Moneys paid as deposit or security for performance by tenant — Statement and notice of basis for retention — Remedies for landlord’s failure to make refund.

Within fourteen days after the termination of the rental agreement and vacation of the premises or, if the tenant abandons the premises as defined in RCW 59.18.310, within fourteen days after the landlord learns of the abandonment, the landlord shall give a full and specific statement of the basis for retaining any of the deposit together with the payment of any refund due the tenant under the terms and conditions of the rental agreement. No portion of any deposit shall be withheld on account of wear resulting from ordinary use of the premises. The landlord complies with this section if the required statement or payment, or both, are deposited in the United States mail properly addressed with first-class postage prepaid within the fourteen days.

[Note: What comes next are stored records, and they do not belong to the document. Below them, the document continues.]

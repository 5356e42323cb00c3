use thiserror::Error;

use crate::domain::account::errors::StoreError;
use crate::domain::account::models::AccountId;
use crate::domain::authorization::errors::AccessError;

/// Error type for mail delivery.
#[derive(Debug, Clone, Error)]
pub enum MailError {
    #[error("mail settings unavailable: {0}")]
    Settings(String),

    #[error("invalid mail address: {0}")]
    InvalidAddress(String),

    #[error("mail transport failed: {0}")]
    Transport(String),
}

/// Top-level error for account management operations.
#[derive(Debug, Error)]
pub enum AdminError {
    #[error(transparent)]
    Access(#[from] AccessError),

    #[error("credential store error: {0}")]
    Store(#[from] StoreError),

    #[error("password hashing failed: {0}")]
    Hash(#[from] auth::HashError),

    /// The account exists and can log in; only the notification failed.
    #[error("welcome mail not sent for account {account_id}: {reason}")]
    WelcomeMailNotSent {
        account_id: AccountId,
        reason: String,
    },
}
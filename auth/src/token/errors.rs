use thiserror::Error;

/// Error type for the local remember-me credential file.
///
/// Absence of the file is not represented here; it is a normal "no session"
/// result on load and a success on remove.
#[derive(Debug, Error)]
pub enum CredentialFileError {
    #[error("credential file I/O failed: {0}")]
    Io(#[from] std::io::Error),

    #[error("credential file is malformed: {0}")]
    Malformed(String),

    #[error("could not serialize credential file: {0}")]
    Serialize(String),
}
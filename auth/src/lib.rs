//! Authentication utilities library
//!
//! Provides the credential primitives for the benchdb backend:
//! - Password hashing (Argon2id with a self-describing encoded form)
//! - Remember-me session tokens and the local credential file
//!
//! The backend defines its own ports around these implementations; this crate
//! carries no database or application types.
//!
//! # Examples
//!
//! ## Password Hashing
//! ```
//! use auth::PasswordHasher;
//!
//! let hasher = PasswordHasher::new();
//! let encoded = hasher.encode("my_password").unwrap();
//! assert!(hasher.verify("my_password", &encoded).unwrap());
//! assert!(!hasher.verify("not_my_password", &encoded).unwrap());
//! ```
//!
//! ## Remember-Me Tokens
//! ```no_run
//! use auth::{CredentialFile, RememberedSession, TokenIssuer};
//!
//! let issuer = TokenIssuer::new();
//! let token = issuer.issue();
//!
//! let file = CredentialFile::new("/tmp/user_auth.toml");
//! file.store(&RememberedSession {
//!     account_id: "f6a8…".to_string(),
//!     token,
//! })
//! .unwrap();
//! let resumed = file.load().unwrap();
//! assert!(resumed.is_some());
//! ```

pub mod password;
pub mod token;

// Re-export commonly used items
pub use password::HashError;
pub use password::HashParams;
pub use password::PasswordHasher;
pub use token::CredentialFile;
pub use token::CredentialFileError;
pub use token::RememberedSession;
pub use token::SessionToken;
pub use token::TokenIssuer;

The notice shall be delivered to the tenant personally or by mail to his or her last known address. If the landlord fails to give such statement together with any refund due the tenant within the time limits specified above he or she shall be liable to the tenant for the full amount of the deposit. The landlord is also barred in any action brought by the tenant to recover the deposit from asserting any claim or raising any defense for retaining any of the deposit unless the landlord shows that circumstances beyond the landlord’s control prevented the landlord from providing the statement within the fourteen days or that the tenant abandoned the premises as defined in RCW 59.18.310. The court may in its discretion award up to two times the amount of the deposit for the intentional refusal of the landlord to give the statement or refund due. In any action brought by the tenant to recover the deposit, the prevailing party shall additionally be entitled to the cost of suit or arbitration including a reasonable attorney’s fee.

Nothing in this chapter shall preclude the landlord from proceeding against, and the landlord shall have the right to proceed against a tenant to recover sums exceeding the amount of the tenant’s damage or security deposit for damage to the property for which the tenant is responsible together with reasonable attorney’s fees.

[2010 c 8 § 19027; 1989 c 342 § 9; 1983 c 264 § 7; 1973 1st ex.s. c 207 § 28.]